In this strategic plan the port plans to spend around €110 million which will come from local, regional, state and European sources. One of the immediate developments is in the ship repair and ship building sector. This is being spread across three sites in the port with the Bassins a Flot wet docks already opened up and in use. This 135-metre-long quay is being used for work on the river cruise vessels and for larger yachts that are a major feature of the region whilst the next stage which is starting will be the re-commissioning of the dry dock No.1 in the Bacalan area. This is one of three dry docks in the port and within the next two years it is planned to have dry dock No.2 in working order again along with the adjacent Quay 208.
There is an extensive fleet of river cruise vessels that operate along the rivers in the region and much of the focus of the repair activities will be on these. For the dry dock one of the first vessels to book a place is the Airbus barge Breuil which is used to transport wing sections for the Airbus planes up the river to Toulon to the Airbus factory. These wings and other components for the planes arrive in Bordeaux by special ship from the UK, Germany and Spain and they are transhipped onto barge in the port for onward transport up the river. These movements account for over ½ million tonnes of cargo every year.
It is planned to develop the ship dismantling work at the port at the facility at Bassens where work will be carried out in line with the EC rules on ethical ship dismantling. In the early stages this ship dismantling work will focus on smaller vessels with a target of recycling over 4000 tonnes of steel each year but the prospect of growth in this sector is expected to be considerable. To meet these requirements there will be investment in the facilities including new machinery, quayside improvements and buildings at an initial cost of €10 million.
Cruise ship visits to Bordeaux are increasing and the authorities want to encourage this. Ships of up to 255 metres in length can moor alongside right in the centre of the city which can be a big attraction for this wine centre. They have to pass under the largest European lifting bridge that carries an autoroute across the river and there are plans to improve the facilities at the city centre quays and at Verdon to facilitate cruise ship visits. These improvements are likely to be in details rather than major works and could include improved gangway access and facilities. The plans are for at least 50 cruise ships to visit Bordeaux every year with the accent of these smaller ships that can moor in the centre. Here facilities will also be provided for the river cruise ships so that tourists can transfer direct to these vessels from the large ships for day cruises further up the river.
At Verdon the largest cruise ships can be accommodated but this location at the container terminal just inside the entrance to the estuary is remote from the tourist areas. a draft of up to 11 metres can be accommodated here and Verdon is planned to have a greater focus on container handing with virtually all containers being landed here rather than at several sites in the estuary.
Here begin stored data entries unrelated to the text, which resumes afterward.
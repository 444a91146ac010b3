//! Prompt composition and generator-output parsing.

use cadence::research::{
    ContextProfile, MatchedTrigger, PersonaMatch, PersonaMatchLevel, RelationshipType,
};
use cadence::sequence::compose::{compose_prompt, GenerationInput, RevisionContext};
use cadence::sequence::parse_generated;
use cadence::types::{
    Brand, Campaign, CampaignMode, CampaignStatus, DataSourceKind, Lead, LeadSource, LeadStatus,
};
use chrono::Utc;

fn lead() -> Lead {
    Lead {
        id: 1,
        tenant_id: 1,
        campaign_id: Some(1),
        email: "dana@apex.dev".to_owned(),
        first_name: Some("Dana".to_owned()),
        last_name: Some("Ortiz".to_owned()),
        job_title: Some("VP Sales".to_owned()),
        linkedin_url: None,
        phone: None,
        company_name: Some("Apex".to_owned()),
        company_domain: None,
        company_industry: Some("SaaS".to_owned()),
        company_employee_count: Some(120),
        company_revenue: None,
        source: LeadSource::Intent,
        visit_count: 0,
        first_seen_at: Utc::now(),
        last_seen_at: Utc::now(),
        in_email_system: false,
        in_linkedin_system: false,
        status: LeadStatus::Researched,
        qualification_decision: None,
        qualification_confidence: None,
        qualification_reasoning: None,
        icp_fit: None,
        intent_score: None,
        intent_tier: None,
        version: 0,
    }
}

fn campaign() -> Campaign {
    Campaign {
        id: 1,
        tenant_id: 1,
        brand_id: 1,
        name: "Q3 outbound".to_owned(),
        status: CampaignStatus::Active,
        mode: CampaignMode::MultiChannel,
        data_source_kind: DataSourceKind::Intent,
        data_source_config: serde_json::json!({}),
        email_step_count: 7,
        linkedin_step_count: 4,
        wait_for_connection: true,
        connection_timeout_hours: 72,
        linkedin_first: false,
        custom_instructions: Some("Mention the integration marketplace.".to_owned()),
        leads_ingested: 0,
        leads_contacted: 0,
        leads_replied: 0,
        leads_converted: 0,
        last_ingested_at: None,
    }
}

fn brand() -> Brand {
    Brand {
        id: 1,
        tenant_id: 1,
        name: "Apex".to_owned(),
        voice: Some("direct, warm".to_owned()),
        value_proposition: Some("Cut manual outreach work".to_owned()),
        differentiators: vec!["native CRM sync".to_owned()],
        icp: None,
    }
}

fn profile() -> ContextProfile {
    ContextProfile {
        persona_match: PersonaMatch {
            persona: Some("Sales leader".to_owned()),
            level: PersonaMatchLevel::Exact,
            confidence: 0.9,
        },
        triggers: vec![MatchedTrigger {
            name: "recent funding".to_owned(),
            source: "web".to_owned(),
            matches: 3,
            confidence: 1.0,
            impact: 0.8,
            recency: 0.5,
            relevance: 1.0,
            total: 0.82,
        }],
        company_intel: None,
        relationship: RelationshipType::ColdOutreach,
        angles: vec!["Lead with recent funding".to_owned()],
    }
}

#[test]
fn prompt_carries_campaign_brand_and_research_context() {
    let lead = lead();
    let campaign = campaign();
    let brand = brand();
    let profile = profile();
    let input = GenerationInput {
        lead: &lead,
        profile: &profile,
        campaign: &campaign,
        brand: &brand,
        icp: None,
        fundamentals: "### Opening lines\nKeep them short.",
        prompt_body: Some("EVOLVED PROMPT HEADER"),
        revision: None,
    };
    let prompt = compose_prompt(&input);

    assert!(prompt.starts_with("EVOLVED PROMPT HEADER"));
    assert!(prompt.contains("Mention the integration marketplace."));
    assert!(prompt.contains("direct, warm"));
    assert!(prompt.contains("recent funding"));
    assert!(prompt.contains("timeout 72h"));
    assert!(prompt.contains("Day 21"));
    assert!(prompt.contains("body_linkedin_connected"));
    assert!(prompt.contains("Respond with JSON only"));
}

#[test]
fn revision_context_appends_instructions_and_previous_draft() {
    let lead = lead();
    let campaign = campaign();
    let brand = brand();
    let profile = profile();
    let input = GenerationInput {
        lead: &lead,
        profile: &profile,
        campaign: &campaign,
        brand: &brand,
        icp: None,
        fundamentals: "",
        prompt_body: None,
        revision: Some(RevisionContext {
            instructions: "Shorten email 2 to 60 words.",
            previous: "{\"email_steps\": []}",
        }),
    };
    let prompt = compose_prompt(&input);
    assert!(prompt.contains("Shorten email 2 to 60 words."));
    assert!(prompt.contains("Previous draft"));
}

#[test]
fn generated_steps_parse_with_variants() {
    let raw = r#"{
        "email_steps": [{
            "step_number": 1, "day": 1, "step_type": "initial",
            "subject": "Congrats on the round",
            "body": "Saw the announcement.",
            "body_linkedin_connected": "Great connecting here too.",
            "body_linkedin_replied": "Following up on our chat."
        }],
        "linkedin_steps": [{
            "step_number": 1, "day": 1, "step_type": "connection_request",
            "connection_note": "Hi {{first_name}}",
            "connection_note_fallback": "Hi there",
            "requires_connection": false
        }],
        "strategy": {
            "primary_angle": "funding", "tone": "warm",
            "wait_for_connection": true, "connection_timeout_hours": 72
        }
    }"#;
    let sequence = parse_generated(raw).expect("parse");
    assert_eq!(sequence.email_steps.len(), 1);
    assert!(sequence.email_steps[0].body_linkedin_connected.is_some());
    assert_eq!(
        sequence.linkedin_steps[0].connection_note_fallback.as_deref(),
        Some("Hi there")
    );
    assert!(sequence.strategy.wait_for_connection);
}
The rail connections at Verdon will be up-graded so that virtually all of the containers handled here will move onward by rail into the considerable hinterland that stretches to the Spanish border and across to the Mediterranean. The target set by the port authority is to double the amount of container traffic passing through the port over the next few years.
At the Grattequina Terminal work is nearly complete on a major upgrade of the facilities there. Bouygues Travaux Publiques are carrying out this work that will see the jetty capable of handling ships up to 120 metres in length and heavy lift cargoes requiring up to 8 tonnes per square metre landing. This €13.7 million project is primarily aimed at increasing the capability to handle Aggregates at the terminal but it is also planned that the site will serve to handle large wind turbine components in the future. It is anticipated that there will be considerable wind turbine construction in the waters of the Bay of Biscay in the future so this site is being prepared to handle large components for these projects.
The landing of aggregates at Grattequina is seen as an area of considerable growth and to match the quay developments it is planned to dredge the approach channel to allow deeper draft ships to use the terminal and to further develop the land facilities as a building materials hub. This channel deepening will apply to the other sites in the port that handle bulk cargoes. The aim here is to increase the bulk cargoes in the port up to 9.5 million tonnes per year.
With waterside development land readily available the port authority is confident that it can increase the shipping volumes using the port and the planned developments are aimed at producing incremental increases in traffic in existing areas as well as developing new business such as the ship breaking and wind farm work.